BURG DES MONATS






Pöggstall - Schloss Rogendorf


Der Name Pöggstall kommt als „Pehstal“ um 1135 erstmals vor. Damals schenkte die Gräfin Adelheid von Hohenberg-Wildberg das umliegende Gebiet dem Benediktiner-Kloster Kremsmünster, das hier ein Tochterkloster errichten sollte. Es blieb aber bei der Errichtung der Kirche zur Hl. Anna, die 1140 geweiht wurde. 1218 wird ein Heinricus de Pechstal erwähnt. Er dürfte in einem später abgebrochenen Wohnturm gehaust haben. Im Stiftungsbuch von St. Bernhard erscheint als Besitzer der Herrschaft um 1240 jener Otto II von Maissau, den der böhmische König Ottokar II 1265 im mährischen Aichhorn hingerichtet ließ. Um diese Zeit dürften die ersten Bauten des heutigen Schlosses errichtet worden sein. 1291 soll die Wasserburg im Adelsaufstand gegen Herzog Albrecht I zerstört worden sein. 1299 ist Ulrich von Maissau urkundlich nachweisbar. Sein Sohn Konrad war Oberster Marschall in Österreich. Bereits damals war das Landgericht mit dem landesfürstlichen Lehen verbunden. Otto IV, der letzte Maissauer, zog gegen die Hussiten, machte sich aber des Landesverrates verdächtig und verlor etwa die Hälfte seiner Güter. Nach seiner Freilassung verbrachte er seinen Lebensabend zurückgezogen in Pöggstall, übertrug aber bereits 1433 seinen Pöggstaller Besitz mit Bewilligung Herzog Albrechts VI an Georg und Christoph von Liechtenstein. Auf die Familie Liechtenstein folgten die Ebersdorf und 1450 die Wiener Patrizierfamilie Holzer. Konrad Holzer war Bürgermeister von Wien. Er schloss sich der Partei des jungen Königs Ladislaus Postumus an, fiel aber später bei ihm in Ungnade. 1457 ließ König Ladislaus Schloss Pöggstall durch seinen Hauptmann Wilhelm Pebringer belagern, wobei die Städte Krems und Stein 60 Mann und drei Kanonen beistellen mussten. Die Herrschaft wurde anschließend beschlagnahmt.

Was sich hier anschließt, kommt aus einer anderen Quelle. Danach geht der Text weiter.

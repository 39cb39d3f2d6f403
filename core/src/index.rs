use crate::error::{Error, Result};
use crate::persist::{load_index_header, load_postings_for_term, IndexPaths, MetaFile};
use crate::tokenizer::term_frequencies;
use serde::{Deserialize, Serialize};
use std::collections::{BTreeMap, HashMap};

pub type TermId = u32;
/// Position of a document in the corpus index, assigned in corpus listing order.
pub type DocPosition = u32;

#[derive(Debug, Clone, PartialEq, Serialize, Deserialize)]
pub struct DocEntry {
    /// Path relative to the corpus root, e.g. `rfcs/rfc2001.txt`.
    pub path: String,
    /// Number of indexed tokens.
    pub length: u32,
}

#[derive(Debug, Clone, Copy, PartialEq, Serialize, Deserialize)]
pub struct Posting {
    pub doc: DocPosition,
    pub tf: u32,
}

/// Okapi BM25 relevance parameters.
#[derive(Debug, Clone, Copy, PartialEq, Serialize, Deserialize)]
pub struct Bm25Params {
    pub k1: f32,
    pub b: f32,
    pub k3: f32,
}

impl Default for Bm25Params {
    fn default() -> Self {
        Self { k1: 1.2, b: 0.785, k3: 500.0 }
    }
}

/// Position-level view of the corpus: document paths and term texts.
pub trait ForwardIndex {
    fn num_docs(&self) -> usize;
    fn doc_path(&self, doc: DocPosition) -> Option<&str>;
    fn term_text(&self, term: TermId) -> Option<&str>;
}

/// A ranked-retrieval backend.
///
/// `rank` returns at most `top_k` `(position, score)` pairs ordered by
/// descending score; equal scores keep ascending position order.
pub trait RankingEngine: ForwardIndex {
    fn rank(&self, query: &str, params: &Bm25Params, top_k: usize) -> Result<Vec<(DocPosition, f32)>>;
}

/// The persisted corpus index opened read-only: the header lives in memory,
/// postings are read from disk per query term.
pub struct CorpusIndex {
    paths: IndexPaths,
    dictionary: HashMap<String, TermId>,
    df: Vec<u32>,
    terms: Vec<String>,
    docs: Vec<DocEntry>,
    meta: MetaFile,
}

impl CorpusIndex {
    pub fn open(paths: IndexPaths) -> Result<Self> {
        let header = load_index_header(&paths).map_err(|e| Error::index_unavailable(&paths.root, e))?;
        tracing::info!(
            root = %paths.root.display(),
            num_docs = header.meta.num_docs,
            unique_terms = header.meta.unique_terms,
            "opened corpus index"
        );
        Ok(Self {
            paths,
            dictionary: header.dictionary,
            df: header.df,
            terms: header.terms,
            docs: header.docs,
            meta: header.meta,
        })
    }

    pub fn meta(&self) -> &MetaFile { &self.meta }

    pub fn term_id(&self, term: &str) -> Option<TermId> { self.dictionary.get(term).copied() }

    fn postings(&self, term_id: TermId) -> Result<Vec<Posting>> {
        load_postings_for_term(&self.paths, term_id).map_err(|e| Error::index_unavailable(&self.paths.root, e))
    }
}

impl ForwardIndex for CorpusIndex {
    fn num_docs(&self) -> usize { self.docs.len() }

    fn doc_path(&self, doc: DocPosition) -> Option<&str> {
        self.docs.get(doc as usize).map(|d| d.path.as_str())
    }

    fn term_text(&self, term: TermId) -> Option<&str> {
        self.terms.get(term as usize).map(String::as_str)
    }
}

impl RankingEngine for CorpusIndex {
    fn rank(&self, query: &str, params: &Bm25Params, top_k: usize) -> Result<Vec<(DocPosition, f32)>> {
        if top_k == 0 || self.docs.is_empty() {
            return Ok(Vec::new());
        }
        // Ordered by term id so score accumulation is deterministic.
        let (raw, _) = term_frequencies(query);
        let query_tf: BTreeMap<TermId, u32> = raw
            .into_iter()
            .filter_map(|(term, qtf)| self.term_id(&term).map(|tid| (tid, qtf)))
            .collect();
        if query_tf.is_empty() {
            return Ok(Vec::new());
        }

        let n = self.docs.len() as f32;
        let avg_dl = if self.meta.avg_doc_length > 0.0 { self.meta.avg_doc_length } else { 1.0 };
        let mut scores = vec![0.0f32; self.docs.len()];
        let mut touched = vec![false; self.docs.len()];

        for (tid, qtf) in query_tf {
            let df = *self.df.get(tid as usize).unwrap_or(&0) as f32;
            let idf = (1.0 + (n - df + 0.5) / (df + 0.5)).ln();
            let qtf = qtf as f32;
            let query_weight = ((params.k3 + 1.0) * qtf) / (params.k3 + qtf);
            for p in self.postings(tid)? {
                let Some(entry) = self.docs.get(p.doc as usize) else {
                    tracing::warn!(doc = p.doc, term = tid, "posting points past the document table");
                    continue;
                };
                let tf = p.tf as f32;
                let norm = params.k1 * ((1.0 - params.b) + params.b * entry.length as f32 / avg_dl);
                scores[p.doc as usize] += idf * (tf * (params.k1 + 1.0)) / (tf + norm) * query_weight;
                touched[p.doc as usize] = true;
            }
        }

        let mut ranked: Vec<(DocPosition, f32)> = scores
            .into_iter()
            .enumerate()
            .filter(|(pos, _)| touched[*pos])
            .map(|(pos, score)| (pos as DocPosition, score))
            .collect();
        ranked.sort_by(|a, b| b.1.total_cmp(&a.1).then(a.0.cmp(&b.0)));
        ranked.truncate(top_k);
        tracing::debug!(query, hits = ranked.len(), "ranked query");
        Ok(ranked)
    }
}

1460 belehnte Kaiser Friedrich III den Sohn des bereits verstorbenen Konrad Holzers wieder mit Pöggstall. 1478 erwarb Kaspar I von Rogendorf, dem auch die Rosenburg gehörte und der zeitweise das Amt eines Burggrafen auf Schloss Steyr ausübte, die Herrschaft. Er ließ sich zwei Jahre später unmittelbar neben dem Schloss die St. Gilgen-Kapelle als Schlosskirche und Begräbnisstätte errichten. Nach dem Bau des Rondells wurde die Kirche auch in den äußeren Befestigungsring einbezogen. Pöggstall blieb bis 1601 im Besitz seiner Nachkommen. Unter ihnen erhielt das Schloss seine heutige Gestalt, da die bisherigen Bauten keineswegs der Bedeutung der Familie Rogendorf entsprachen. Bekanntester Schlossherr war der Diplomat und Feldherr Wilhelm von Rogendorf, ein Sohn Kaspars. Er diente mehreren Kaisern als Feldhauptmann und machte sich vor allem als Befehlshaber des deutschen Fußvolkes in Spanien verdient. Sein Prunkharnisch gehört noch heute zu den Zimelien der Waffensammlung des Wiener Kunsthistorischen Museums. Wilhelm zählte zum engsten Freundeskreis des Kaisers Maximilian I. 1521 wurde er in den Freiherrenstand erhoben. 1539 wurde ihm und seinen Nachkommen das Erblandhofmeisteramt in Österreich unter der Enns verliehen. Das Schloss ging in sein freies Eigen über und erhielt den Namen Rogendorf. Außerdem wurde ihm auch das Landgericht übertragen. Trotz der Furcht einflößenden Folterkammer, die mit dem Landgericht verbunden war, wurden in Pöggstall seit 1628 lediglich 11 Hinrichtungen durchgeführt. Sogar das Recht auf eine eigene Münzstätte wurde Wilhelm zugesprochen. Bei ihren Untertanen waren die Rogendorfer aber nicht sehr beliebt, da sie diese mit ungerechtfertig hohen Abgaben und maßloser Robot drangsalierten. Dies führte zu Beschwerden bei Kaiser Rudolf II, der den Bauernschinder sogar vorübergehend festnehmen ließ.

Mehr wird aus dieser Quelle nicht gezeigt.